Will they find their way, or consume themselves?

Time knows but remains, for the moment, silent.

 

My mark fades now into the twilight of obscurity.

Just enough light to find my way out as the curtain falls.

This post is my offering to those who may be struggling as I did over the last few years, or who just want a life upgrade. For my readers younger than sixty, I recognize it may be largely irrelevant to your life today, although others would argue this path of enlightenment can be pursued at any age. (I am not so sure.) If you are young and living an objective-driven life as I did, you might want to put “transition-to-transcendence” in your long-term goals and save this post in your tomorrow file.

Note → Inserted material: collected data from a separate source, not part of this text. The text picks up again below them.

//! Graph substrate for subgraph-isomorphism candidate pruning.
//!
//! A [`GraphCore`] holds a node set and one adjacency matrix per channel and
//! derives the combined neighbor structure on demand. A [`CandidateOverlay`]
//! pairs a template `GraphCore` with the world nodes that may still match
//! each template node; pruning passes narrow its candidate matrix.

mod graph;
mod labels;
mod overlay;
mod summary;

pub use candgraph_common::{
    BitMatrix, GraphError, IdIndex, NodeIdx, NodeKey, Result, SparseMatrix, SummaryConfig,
};

pub use crate::graph::GraphCore;
pub use crate::labels::LabelMode;
pub use crate::overlay::CandidateOverlay;
pub use crate::summary::{Summary, SummaryRow};
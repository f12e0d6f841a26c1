//! Textual diagnostics over a candidate overlay.

use std::fmt::{self, Debug};

use candgraph_common::{NodeIdx, NodeKey, SummaryConfig};
use itertools::Itertools;
use tracing::debug;

use crate::overlay::CandidateOverlay;

/// One template node and its current candidates.
#[derive(Clone, Debug, PartialEq, Eq)]
pub struct SummaryRow<'a, N, C> {
    /// Position of the node in the template.
    pub index: NodeIdx,
    /// The template node.
    pub node: &'a N,
    /// Its current candidates, in candidate order.
    pub candidates: Vec<&'a C>,
}

/// Snapshot of an overlay's candidate sets.
///
/// `Display` renders the report: one line per node, most candidates first
/// (ties go to the later node), followed by the identified nodes and, when
/// requested, the nodes missing their ground-truth candidate.
#[derive(Clone, Debug)]
pub struct Summary<'a, N: NodeKey, C: NodeKey> {
    rows: Vec<SummaryRow<'a, N, C>>,
    identified: Vec<&'a N>,
    missing_ground_truth: Option<Vec<&'a N>>,
    config: SummaryConfig,
}

impl<'a, N: NodeKey, C: NodeKey> Summary<'a, N, C> {
    pub(crate) fn build(
        overlay: &'a CandidateOverlay<N, C>,
        missing_ground_truth: Option<Vec<&'a N>>,
    ) -> Self {
        let per_node: Vec<SummaryRow<'a, N, C>> = overlay
            .nodes()
            .iter()
            .enumerate()
            .map(|(i, node)| SummaryRow {
                index: NodeIdx::from_position(i),
                node,
                candidates: overlay.candidates_at(NodeIdx::from_position(i)),
            })
            .collect();

        let identified: Vec<&'a N> = per_node
            .iter()
            .filter(|row| row.candidates.len() == 1)
            .map(|row| row.node)
            .collect();

        let rows: Vec<SummaryRow<'a, N, C>> = per_node
            .into_iter()
            .sorted_by(|a, b| {
                b.candidates
                    .len()
                    .cmp(&a.candidates.len())
                    .then(b.index.cmp(&a.index))
            })
            .collect();

        debug!(
            "summary: {} of {} template nodes identified",
            identified.len(),
            rows.len()
        );

        Self {
            rows,
            identified,
            missing_ground_truth,
            config: SummaryConfig::default(),
        }
    }

    /// Use `config` when rendering candidate lists.
    #[must_use]
    pub const fn with_config(mut self, config: SummaryConfig) -> Self {
        self.config = config;
        self
    }

    /// Per-node rows in report order.
    #[must_use]
    pub fn rows(&self) -> &[SummaryRow<'a, N, C>] {
        &self.rows
    }

    /// Template nodes with exactly one candidate, in template order.
    #[must_use]
    pub fn identified(&self) -> &[&'a N] {
        &self.identified
    }

    /// Whether `node` has exactly one candidate.
    pub fn is_identified(&self, node: &N) -> bool {
        self.identified.iter().any(|n| *n == node)
    }

    /// Nodes whose own identifier is not a candidate, when the ground-truth
    /// check was requested.
    #[must_use]
    pub fn missing_ground_truth(&self) -> Option<&[&'a N]> {
        self.missing_ground_truth.as_deref()
    }
}

fn full_list<T: Debug>(items: &[T]) -> String {
    format!("[{}]", items.iter().map(|i| format!("{i:?}")).join(", "))
}

impl<N: NodeKey, C: NodeKey> fmt::Display for Summary<'_, N, C> {
    fn fmt(&self, f: &mut fmt::Formatter<'_>) -> fmt::Result {
        for row in &self.rows {
            writeln!(
                f,
                "{:?} has {} candidates: {}",
                row.node,
                row.candidates.len(),
                self.config.abbreviate(&row.candidates)
            )?;
        }

        if !self.identified.is_empty() {
            writeln!(
                f,
                "{} template nodes have 1 candidate: {}",
                self.identified.len(),
                full_list(&self.identified)
            )?;
        }

        if let Some(missing) = self.missing_ground_truth.as_ref().filter(|m| !m.is_empty()) {
            writeln!(
                f,
                "{} nodes are missing ground truth candidate: {}",
                missing.len(),
                full_list(missing)
            )?;
        }
        Ok(())
    }
}
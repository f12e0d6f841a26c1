//! Multi-channel graphs with lazily derived neighbor structure.

use std::sync::{Arc, OnceLock};

use candgraph_common::{
    GraphError, IdIndex, NodeIdx, NodeKey, Result, SparseMatrix, validate_positions,
};
use indexmap::IndexMap;
use indexmap::map::Entry as MapEntry;
use tracing::{debug, trace};

/// A fixed node set with one square adjacency matrix per named channel.
///
/// Adjacency is never edited in place. The derived views below are computed
/// on first access and cached for the lifetime of the value; producing a
/// variant goes through [`GraphCore::copy`], [`GraphCore::with_channel`], or
/// [`GraphCore::into_channels`], each of which starts with empty caches.
///
/// A `GraphCore` used on its own plays the "world" role; one wrapped in a
/// [`crate::CandidateOverlay`] plays the "template" role.
#[derive(Debug)]
pub struct GraphCore<N: NodeKey> {
    nodes: Arc<IdIndex<N>>,
    channels: IndexMap<String, SparseMatrix>,

    // Derived views, filled at most once.
    composite: OnceLock<SparseMatrix>,
    symmetric: OnceLock<SparseMatrix>,
    is_neighbor: OnceLock<SparseMatrix<bool>>,
    neighbor_pairs: OnceLock<Vec<(NodeIdx, NodeIdx)>>,
}

impl<N: NodeKey> GraphCore<N> {
    /// Builds a graph from its nodes and one adjacency matrix per channel.
    ///
    /// Fails with [`GraphError::ShapeMismatch`] when the channel and matrix
    /// counts differ, a matrix is not `n_nodes x n_nodes`, or there are more
    /// than [`candgraph_common::MAX_NODES`] nodes, and with
    /// [`GraphError::DuplicateIdentifier`] on a repeated node or channel.
    pub fn new<S: Into<String>>(
        nodes: impl IntoIterator<Item = N>,
        channels: impl IntoIterator<Item = S>,
        adjacency: impl IntoIterator<Item = SparseMatrix>,
    ) -> Result<Self> {
        let nodes = Arc::new(IdIndex::try_from_iter(nodes)?);
        NodeIdx::ensure_addressable(nodes.len())?;
        let channels: Vec<String> = channels.into_iter().map(Into::into).collect();
        let adjacency: Vec<SparseMatrix> = adjacency.into_iter().collect();

        if channels.len() != adjacency.len() {
            return Err(GraphError::shape(
                "channel count vs adjacency matrix count",
                channels.len(),
                adjacency.len(),
            ));
        }

        let graph = Self::assemble(nodes, channels.into_iter().zip(adjacency))?;
        debug!(
            "built graph with {} nodes across {} channels",
            graph.n_nodes(),
            graph.n_channels()
        );
        Ok(graph)
    }

    /// Shape-checks every matrix against the node count and rejects repeated
    /// channel names.
    fn assemble(
        nodes: Arc<IdIndex<N>>,
        channels: impl IntoIterator<Item = (String, SparseMatrix)>,
    ) -> Result<Self> {
        let n = nodes.len();
        let mut by_name: IndexMap<String, SparseMatrix> = IndexMap::new();
        for (name, matrix) in channels {
            if matrix.shape() != (n, n) {
                return Err(GraphError::matrix_shape(
                    format!("adjacency for channel '{name}'"),
                    (n, n),
                    matrix.shape(),
                ));
            }
            match by_name.entry(name) {
                MapEntry::Occupied(entry) => {
                    return Err(GraphError::duplicate_id(entry.key()));
                }
                MapEntry::Vacant(entry) => {
                    entry.insert(matrix);
                }
            }
        }
        Ok(Self::from_validated(nodes, by_name))
    }

    #[contracts::debug_requires(channels.values().all(|m| m.shape() == (nodes.len(), nodes.len())))]
    fn from_validated(nodes: Arc<IdIndex<N>>, channels: IndexMap<String, SparseMatrix>) -> Self {
        Self {
            nodes,
            channels,
            composite: OnceLock::new(),
            symmetric: OnceLock::new(),
            is_neighbor: OnceLock::new(),
            neighbor_pairs: OnceLock::new(),
        }
    }

    // --- Nodes ---

    /// The ordered node identifiers.
    #[must_use]
    pub fn nodes(&self) -> &IdIndex<N> {
        &self.nodes
    }

    #[cfg(test)]
    pub(crate) const fn shared_nodes(&self) -> &Arc<IdIndex<N>> {
        &self.nodes
    }

    /// Number of nodes.
    #[must_use]
    pub fn n_nodes(&self) -> usize {
        self.nodes.len()
    }

    /// Position of `node`, failing with [`GraphError::UnknownNode`].
    pub fn node_index(&self, node: &N) -> Result<NodeIdx> {
        self.nodes.require(node)
    }

    /// Identifier at `idx`, if in range.
    pub fn node_at(&self, idx: NodeIdx) -> Option<&N> {
        self.nodes.get(idx.as_usize())
    }

    // --- Channels ---

    /// Channel names in construction order.
    pub fn channels(&self) -> impl Iterator<Item = &str> {
        self.channels.keys().map(String::as_str)
    }

    /// Number of channels.
    #[must_use]
    pub fn n_channels(&self) -> usize {
        self.channels.len()
    }

    /// Adjacency matrix of `channel`, failing with
    /// [`GraphError::UnknownChannel`].
    pub fn adjacency(&self, channel: &str) -> Result<&SparseMatrix> {
        self.channels
            .get(channel)
            .ok_or_else(|| GraphError::unknown_channel(channel))
    }

    /// `(channel, matrix)` pairs in channel order.
    pub fn adjacencies(&self) -> impl Iterator<Item = (&str, &SparseMatrix)> {
        self.channels.iter().map(|(k, v)| (k.as_str(), v))
    }

    // --- Derived views ---

    /// Entrywise sum of every channel's adjacency.
    pub fn composite_adjacency(&self) -> &SparseMatrix {
        self.composite.get_or_init(|| {
            trace!("computing composite adjacency over {} channels", self.n_channels());
            let n = self.n_nodes();
            self.channels
                .values()
                .fold(SparseMatrix::zeros((n, n)), |acc, m| &acc + m)
        })
    }

    /// Composite adjacency plus its transpose.
    pub fn symmetric_adjacency(&self) -> &SparseMatrix {
        self.symmetric.get_or_init(|| {
            trace!("computing symmetric adjacency");
            let composite = self.composite_adjacency();
            composite + &composite.transpose()
        })
    }

    /// True wherever two nodes share an edge in either direction on any
    /// channel. Always symmetric.
    pub fn is_neighbor(&self) -> &SparseMatrix<bool> {
        self.is_neighbor.get_or_init(|| {
            trace!("computing neighbor relation");
            self.symmetric_adjacency().gt(0)
        })
    }

    /// Every undirected neighbor relation exactly once, as `(i, j)` with
    /// `i > j`, ordered by `i` then `j`.
    pub fn neighbor_pairs(&self) -> &[(NodeIdx, NodeIdx)] {
        self.neighbor_pairs.get_or_init(|| {
            let pairs: Vec<(NodeIdx, NodeIdx)> = self
                .is_neighbor()
                .strict_lower_triangle()
                .iter()
                .map(|(i, j, _)| (NodeIdx::from_position(i), NodeIdx::from_position(j)))
                .collect();
            trace!("found {} neighbor pairs", pairs.len());
            pairs
        })
    }

    /// Neighbors of `idx` in ascending position order. Empty when out of
    /// range.
    pub fn neighbors_of(&self, idx: NodeIdx) -> impl Iterator<Item = NodeIdx> + '_ {
        self.is_neighbor()
            .row_indices(idx.as_usize())
            .iter()
            .map(|&j| NodeIdx::from_position(j))
    }

    /// Number of distinct neighbors of `idx`.
    #[must_use]
    pub fn degree(&self, idx: NodeIdx) -> usize {
        self.is_neighbor().row_indices(idx.as_usize()).len()
    }

    // --- Variants ---

    /// The subgraph on the nodes at `node_indices`, in that order, with every
    /// channel restricted to those rows and columns.
    ///
    /// Fails with [`GraphError::IndexOutOfRange`] or
    /// [`GraphError::DuplicateIndex`]. `self` is untouched.
    #[contracts::debug_ensures(!ret.as_ref().is_ok_and(|g| g.n_nodes() != node_indices.len()))]
    pub fn induce_subgraph(&self, node_indices: &[NodeIdx]) -> Result<Self> {
        let positions: Vec<usize> = node_indices.iter().map(|i| i.as_usize()).collect();
        validate_positions(&positions, self.n_nodes())?;

        let nodes = Arc::new(IdIndex::try_from_iter(self.nodes.select(&positions)?)?);
        let channels = self
            .channels
            .iter()
            .map(|(name, m)| m.select(&positions).map(|sub| (name.clone(), sub)))
            .collect::<Result<IndexMap<_, _>>>()?;

        debug!(
            "induced subgraph with {} of {} nodes",
            nodes.len(),
            self.n_nodes()
        );
        Ok(Self::from_validated(nodes, channels))
    }

    /// [`GraphCore::induce_subgraph`] addressed by identifier. Fails with
    /// [`GraphError::UnknownNode`] on an absent identifier.
    pub fn induce_by_ids(&self, node_ids: &[N]) -> Result<Self> {
        let indices = node_ids
            .iter()
            .map(|id| self.node_index(id))
            .collect::<Result<Vec<_>>>()?;
        self.induce_subgraph(&indices)
    }

    /// Same nodes and channels with independently owned adjacency matrices
    /// and empty caches. The node index is shared.
    #[must_use]
    pub fn copy(&self) -> Self {
        Self::from_validated(Arc::clone(&self.nodes), self.channels.clone())
    }

    /// A copy with `channel` replaced by `matrix`, or appended when the
    /// channel is new. Fails with [`GraphError::ShapeMismatch`] when the
    /// matrix is not `n_nodes x n_nodes`.
    pub fn with_channel(&self, channel: impl Into<String>, matrix: SparseMatrix) -> Result<Self> {
        let channel = channel.into();
        let n = self.n_nodes();
        if matrix.shape() != (n, n) {
            return Err(GraphError::matrix_shape(
                format!("adjacency for channel '{channel}'"),
                (n, n),
                matrix.shape(),
            ));
        }
        let mut channels = self.channels.clone();
        channels.insert(channel, matrix);
        Ok(Self::from_validated(Arc::clone(&self.nodes), channels))
    }

    /// Consumes the graph, yielding its owned `(channel, matrix)` pairs.
    #[must_use]
    pub fn into_channels(self) -> Vec<(String, SparseMatrix)> {
        self.channels.into_iter().collect()
    }
}

#[cfg(test)]
mod tests {
    use super::*;

    fn path_abc() -> GraphCore<&'static str> {
        let e = SparseMatrix::from_edges(3, [(0, 1), (1, 2)]).unwrap();
        GraphCore::new(["a", "b", "c"], ["e"], [e]).unwrap()
    }

    #[test]
    fn caches_are_filled_once() {
        let g = path_abc();
        assert!(g.composite.get().is_none());
        let first: *const SparseMatrix = g.composite_adjacency();
        let second: *const SparseMatrix = g.composite_adjacency();
        assert_eq!(first, second);
        assert!(g.symmetric.get().is_none());
        let _ = g.neighbor_pairs();
        assert!(g.symmetric.get().is_some());
        assert!(g.is_neighbor.get().is_some());
    }

    #[test]
    fn copy_starts_with_empty_caches() {
        let g = path_abc();
        let _ = g.neighbor_pairs();
        let c = g.copy();
        assert!(c.composite.get().is_none());
        assert!(c.neighbor_pairs.get().is_none());
        assert!(Arc::ptr_eq(&g.nodes, &c.nodes));
    }

    #[test]
    fn duplicate_channel_rejected() {
        let e = SparseMatrix::zeros((1, 1));
        let err = GraphCore::new(["a"], ["e", "e"], [e.clone(), e]).unwrap_err();
        assert_eq!(err, GraphError::DuplicateIdentifier("\"e\"".into()));
    }

    #[test]
    fn unknown_lookups() {
        let g = path_abc();
        assert_eq!(g.node_index(&"z"), Err(GraphError::UnknownNode("\"z\"".into())));
        assert_eq!(g.adjacency("f"), Err(GraphError::UnknownChannel("f".into())));
        assert_eq!(g.node_at(NodeIdx::new(3)), None);
    }

    #[test]
    fn neighbors_and_degree() {
        let g = path_abc();
        let b = g.node_index(&"b").unwrap();
        assert_eq!(
            g.neighbors_of(b).collect::<Vec<_>>(),
            vec![NodeIdx::new(0), NodeIdx::new(2)]
        );
        assert_eq!(g.degree(b), 2);
        assert_eq!(g.degree(NodeIdx::new(9)), 0);
    }

    #[test]
    fn with_channel_replaces_in_place_order() {
        let g = path_abc();
        let f = SparseMatrix::from_edges(3, [(2, 0)]).unwrap();
        let g2 = g.with_channel("f", f.clone()).unwrap();
        assert_eq!(g2.channels().collect::<Vec<_>>(), vec!["e", "f"]);
        let g3 = g2.with_channel("e", f).unwrap();
        assert_eq!(g3.channels().collect::<Vec<_>>(), vec!["e", "f"]);
        assert_eq!(g3.composite_adjacency().get(2, 0), 2);
        assert!(g.with_channel("g", SparseMatrix::zeros((2, 2))).is_err());
    }
}
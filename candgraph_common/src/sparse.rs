//! Compressed sparse row matrices for channel adjacency.
//!
//! A matrix is kept in canonical form at all times: column indices are
//! strictly increasing within each row and no stored entry equals the zero
//! value (`T::default()`). Structural equality is therefore value equality.

use std::fmt;
use std::ops::Add;

use crate::id_index::validate_positions;
use crate::{GraphError, Result};

/// Value types a [`SparseMatrix`] can store. `Default` is the implicit zero.
pub trait Entry: Copy + PartialEq + Default + fmt::Debug {}

impl<T: Copy + PartialEq + Default + fmt::Debug> Entry for T {}

/// Entries that can be summed. Accumulation saturates, so a sum of non-zero
/// weights is never zero.
pub trait Weight: Entry {
    /// `self + rhs`, clamped at the type's maximum.
    #[must_use]
    fn accumulate(self, rhs: Self) -> Self;
}

macro_rules! unsigned_weight {
    ($($t:ty),*) => {
        $(
            impl Weight for $t {
                fn accumulate(self, rhs: Self) -> Self {
                    self.saturating_add(rhs)
                }
            }
        )*
    };
}

unsigned_weight!(u8, u16, u32, u64, usize);

impl Weight for bool {
    fn accumulate(self, rhs: Self) -> Self {
        self | rhs
    }
}

/// A sparse matrix in CSR layout.
///
/// `row_ptrs[r]..row_ptrs[r + 1]` delimits row `r` inside `cols` and `vals`.
#[derive(Clone, Debug, PartialEq, Eq)]
pub struct SparseMatrix<T = u32> {
    shape: (usize, usize),
    row_ptrs: Vec<usize>,
    cols: Vec<usize>,
    vals: Vec<T>,
}

impl<T: Entry> SparseMatrix<T> {
    /// An all-zero matrix of the given shape.
    #[must_use]
    pub fn zeros(shape: (usize, usize)) -> Self {
        Self {
            shape,
            row_ptrs: vec![0; shape.0 + 1],
            cols: Vec::new(),
            vals: Vec::new(),
        }
    }

    /// Builds from per-row entry lists that are already sorted by column,
    /// free of duplicates, and free of zeros.
    #[contracts::debug_ensures(ret.row_ptrs.len() == shape.0 + 1)]
    fn from_sorted_rows(shape: (usize, usize), rows: Vec<Vec<(usize, T)>>) -> Self {
        let nnz = rows.iter().map(Vec::len).sum();
        let mut row_ptrs = Vec::with_capacity(shape.0 + 1);
        let mut cols = Vec::with_capacity(nnz);
        let mut vals = Vec::with_capacity(nnz);
        row_ptrs.push(0);
        for row in rows {
            for (c, v) in row {
                cols.push(c);
                vals.push(v);
            }
            row_ptrs.push(cols.len());
        }
        row_ptrs.resize(shape.0 + 1, cols.len());
        Self {
            shape,
            row_ptrs,
            cols,
            vals,
        }
    }

    /// `(rows, cols)`.
    #[must_use]
    pub const fn shape(&self) -> (usize, usize) {
        self.shape
    }

    /// Number of rows.
    #[must_use]
    pub const fn n_rows(&self) -> usize {
        self.shape.0
    }

    /// Number of columns.
    #[must_use]
    pub const fn n_cols(&self) -> usize {
        self.shape.1
    }

    /// Whether the matrix is square.
    #[must_use]
    pub const fn is_square(&self) -> bool {
        self.shape.0 == self.shape.1
    }

    /// Number of stored (non-zero) entries.
    #[must_use]
    pub fn nnz(&self) -> usize {
        self.vals.len()
    }

    fn row_bounds(&self, row: usize) -> (usize, usize) {
        if row >= self.shape.0 {
            return (0, 0);
        }
        (self.row_ptrs[row], self.row_ptrs[row + 1])
    }

    /// Column indices of the non-zero entries in `row`, ascending.
    /// Empty for rows outside the matrix.
    #[must_use]
    pub fn row_indices(&self, row: usize) -> &[usize] {
        let (start, end) = self.row_bounds(row);
        &self.cols[start..end]
    }

    /// `(column, value)` pairs of the non-zero entries in `row`.
    pub fn row(&self, row: usize) -> impl Iterator<Item = (usize, T)> + '_ {
        let (start, end) = self.row_bounds(row);
        self.cols[start..end]
            .iter()
            .copied()
            .zip(self.vals[start..end].iter().copied())
    }

    /// All non-zero entries as `(row, column, value)`, row-major.
    pub fn iter(&self) -> impl Iterator<Item = (usize, usize, T)> + '_ {
        (0..self.shape.0).flat_map(move |r| self.row(r).map(move |(c, v)| (r, c, v)))
    }

    /// Value at `(row, col)`; zero when absent or outside the matrix.
    #[must_use]
    pub fn get(&self, row: usize, col: usize) -> T {
        let (start, end) = self.row_bounds(row);
        self.cols[start..end]
            .binary_search(&col)
            .map_or_else(|_| T::default(), |pos| self.vals[start + pos])
    }

    /// Whether `(row, col)` holds a non-zero entry.
    #[must_use]
    pub fn contains(&self, row: usize, col: usize) -> bool {
        self.row_indices(row).binary_search(&col).is_ok()
    }

    /// Stores `value` at `(row, col)`. Storing zero removes the entry.
    pub fn set(&mut self, row: usize, col: usize, value: T) -> Result<()> {
        if row >= self.shape.0 {
            return Err(GraphError::out_of_range(row, self.shape.0));
        }
        if col >= self.shape.1 {
            return Err(GraphError::out_of_range(col, self.shape.1));
        }
        let (start, end) = self.row_bounds(row);
        match self.cols[start..end].binary_search(&col) {
            Ok(pos) if value == T::default() => {
                self.cols.remove(start + pos);
                self.vals.remove(start + pos);
                self.row_ptrs[row + 1..].iter_mut().for_each(|p| *p -= 1);
            }
            Ok(pos) => self.vals[start + pos] = value,
            Err(_) if value == T::default() => {}
            Err(pos) => {
                self.cols.insert(start + pos, col);
                self.vals.insert(start + pos, value);
                self.row_ptrs[row + 1..].iter_mut().for_each(|p| *p += 1);
            }
        }
        Ok(())
    }

    /// The transposed matrix.
    #[must_use]
    pub fn transpose(&self) -> Self {
        let mut rows: Vec<Vec<(usize, T)>> = vec![Vec::new(); self.shape.1];
        // Row-major traversal keeps every output row sorted by column.
        for (r, c, v) in self.iter() {
            rows[c].push((r, v));
        }
        Self::from_sorted_rows((self.shape.1, self.shape.0), rows)
    }

    /// The entries strictly below the main diagonal (`col < row`).
    #[must_use]
    pub fn strict_lower_triangle(&self) -> Self {
        let rows: Vec<Vec<(usize, T)>> = (0..self.shape.0)
            .map(|r| self.row(r).take_while(|&(c, _)| c < r).collect())
            .collect();
        Self::from_sorted_rows(self.shape, rows)
    }

    /// Restricts rows and columns to `positions`, in that order.
    ///
    /// Entry `(i, j)` of the result is entry `(positions[i], positions[j])`
    /// of `self`. Fails when a position is out of range or repeated.
    pub fn select(&self, positions: &[usize]) -> Result<Self> {
        validate_positions(positions, self.shape.0)?;
        validate_positions(positions, self.shape.1)?;

        let mut col_map: Vec<Option<usize>> = vec![None; self.shape.1];
        for (new, &old) in positions.iter().enumerate() {
            col_map[old] = Some(new);
        }

        let rows: Vec<Vec<(usize, T)>> = positions
            .iter()
            .map(|&old_row| {
                let mut row: Vec<(usize, T)> = self
                    .row(old_row)
                    .filter_map(|(c, v)| col_map[c].map(|new_c| (new_c, v)))
                    .collect();
                row.sort_unstable_by_key(|&(c, _)| c);
                row
            })
            .collect();
        Ok(Self::from_sorted_rows((positions.len(), positions.len()), rows))
    }

    /// Boolean matrix that is true wherever the entry exceeds `threshold`.
    #[must_use]
    pub fn gt(&self, threshold: T) -> SparseMatrix<bool>
    where
        T: PartialOrd,
    {
        let rows: Vec<Vec<(usize, bool)>> = (0..self.shape.0)
            .map(|r| {
                self.row(r)
                    .filter(|&(_, v)| v > threshold)
                    .map(|(c, _)| (c, true))
                    .collect()
            })
            .collect();
        SparseMatrix::<bool>::from_sorted_rows(self.shape, rows)
    }

    /// Dense row-major copy, mainly for diagnostics and tests.
    #[must_use]
    pub fn to_dense(&self) -> Vec<Vec<T>> {
        let mut dense = vec![vec![T::default(); self.shape.1]; self.shape.0];
        for (r, c, v) in self.iter() {
            dense[r][c] = v;
        }
        dense
    }
}

impl<T: Weight> SparseMatrix<T> {
    /// Builds a matrix from `(row, col, value)` triplets. Repeated
    /// coordinates are summed with [`Weight::accumulate`]; zero values are
    /// dropped.
    pub fn from_triplets(
        shape: (usize, usize),
        triplets: impl IntoIterator<Item = (usize, usize, T)>,
    ) -> Result<Self> {
        let mut rows: Vec<Vec<(usize, T)>> = vec![Vec::new(); shape.0];
        for (r, c, v) in triplets {
            if r >= shape.0 {
                return Err(GraphError::out_of_range(r, shape.0));
            }
            if c >= shape.1 {
                return Err(GraphError::out_of_range(c, shape.1));
            }
            rows[r].push((c, v));
        }
        let rows = rows.into_iter().map(merge_sorted_duplicates).collect();
        Ok(Self::from_sorted_rows(shape, rows))
    }

    /// Entrywise saturating sum. Fails when the shapes differ.
    pub fn try_add(&self, other: &Self) -> Result<Self> {
        if self.shape != other.shape {
            return Err(GraphError::matrix_shape(
                "matrix addition",
                self.shape,
                other.shape,
            ));
        }
        Ok(self.add_aligned(other))
    }

    fn add_aligned(&self, other: &Self) -> Self {
        let rows: Vec<Vec<(usize, T)>> = (0..self.shape.0)
            .map(|r| merge_rows(self.row(r), other.row(r)))
            .collect();
        Self::from_sorted_rows(self.shape, rows)
    }

    /// Entrywise sum of every matrix in `matrices`, each of shape `shape`.
    /// An empty input yields the zero matrix.
    pub fn sum<'a>(
        shape: (usize, usize),
        matrices: impl IntoIterator<Item = &'a Self>,
    ) -> Result<Self>
    where
        T: 'a,
    {
        matrices
            .into_iter()
            .try_fold(Self::zeros(shape), |acc, m| acc.try_add(m))
    }
}

/// Entrywise saturating sum.
///
/// # Panics
///
/// Panics when the shapes differ. Use [`SparseMatrix::try_add`] when the
/// operands are not already known to agree.
impl<T: Weight> Add for &SparseMatrix<T> {
    type Output = SparseMatrix<T>;

    fn add(self, rhs: Self) -> SparseMatrix<T> {
        assert_eq!(
            self.shape, rhs.shape,
            "cannot add sparse matrices of different shapes"
        );
        self.add_aligned(rhs)
    }
}

impl SparseMatrix<u32> {
    /// Square `n x n` adjacency with weight one per listed edge; repeated
    /// edges accumulate.
    pub fn from_edges(n: usize, edges: impl IntoIterator<Item = (usize, usize)>) -> Result<Self> {
        Self::from_triplets((n, n), edges.into_iter().map(|(r, c)| (r, c, 1)))
    }
}

fn merge_sorted_duplicates<T: Weight>(
    mut row: Vec<(usize, T)>,
) -> Vec<(usize, T)> {
    row.sort_by_key(|&(c, _)| c);
    let mut merged: Vec<(usize, T)> = Vec::with_capacity(row.len());
    for (c, v) in row {
        match merged.last_mut() {
            Some((last_c, last_v)) if *last_c == c => *last_v = (*last_v).accumulate(v),
            _ => merged.push((c, v)),
        }
    }
    merged.retain(|&(_, v)| v != T::default());
    merged
}

fn merge_rows<T: Weight>(
    left: impl Iterator<Item = (usize, T)>,
    right: impl Iterator<Item = (usize, T)>,
) -> Vec<(usize, T)> {
    let mut out = Vec::new();
    let mut left = left.peekable();
    let mut right = right.peekable();
    loop {
        let next = match (left.peek().copied(), right.peek().copied()) {
            (None, None) => break,
            (Some(l), None) => {
                left.next();
                l
            }
            (None, Some(r)) => {
                right.next();
                r
            }
            (Some((lc, lv)), Some((rc, rv))) => {
                if lc < rc {
                    left.next();
                    (lc, lv)
                } else if rc < lc {
                    right.next();
                    (rc, rv)
                } else {
                    left.next();
                    right.next();
                    (lc, lv.accumulate(rv))
                }
            }
        };
        if next.1 != T::default() {
            out.push(next);
        }
    }
    out
}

For those of you in or nearing the last quarter of life, I highly recommend spending some time to affect a thorough cleanse. I see too many of my contemporaries clinging to their old identity and becoming intellectually and emotionally sclerotic, which is a clinical way of saying mired knee-deep in their own doo-doo. Bitchy and/or cantankerous are not how anyone should spend their last decades but, sadly, many do. It is a tragedy when the final phase of life is marked by a slow incremental descent into suffering, rather than the uplifting radiance of transcendence. There is no reason why the rest of your life shouldn’t be the best of your life; perhaps as joyful or more so than your youth.

On this Independence Day, maybe consider a little personal liberation. Start by getting out of the way of your own self. You might just discover a whole new world.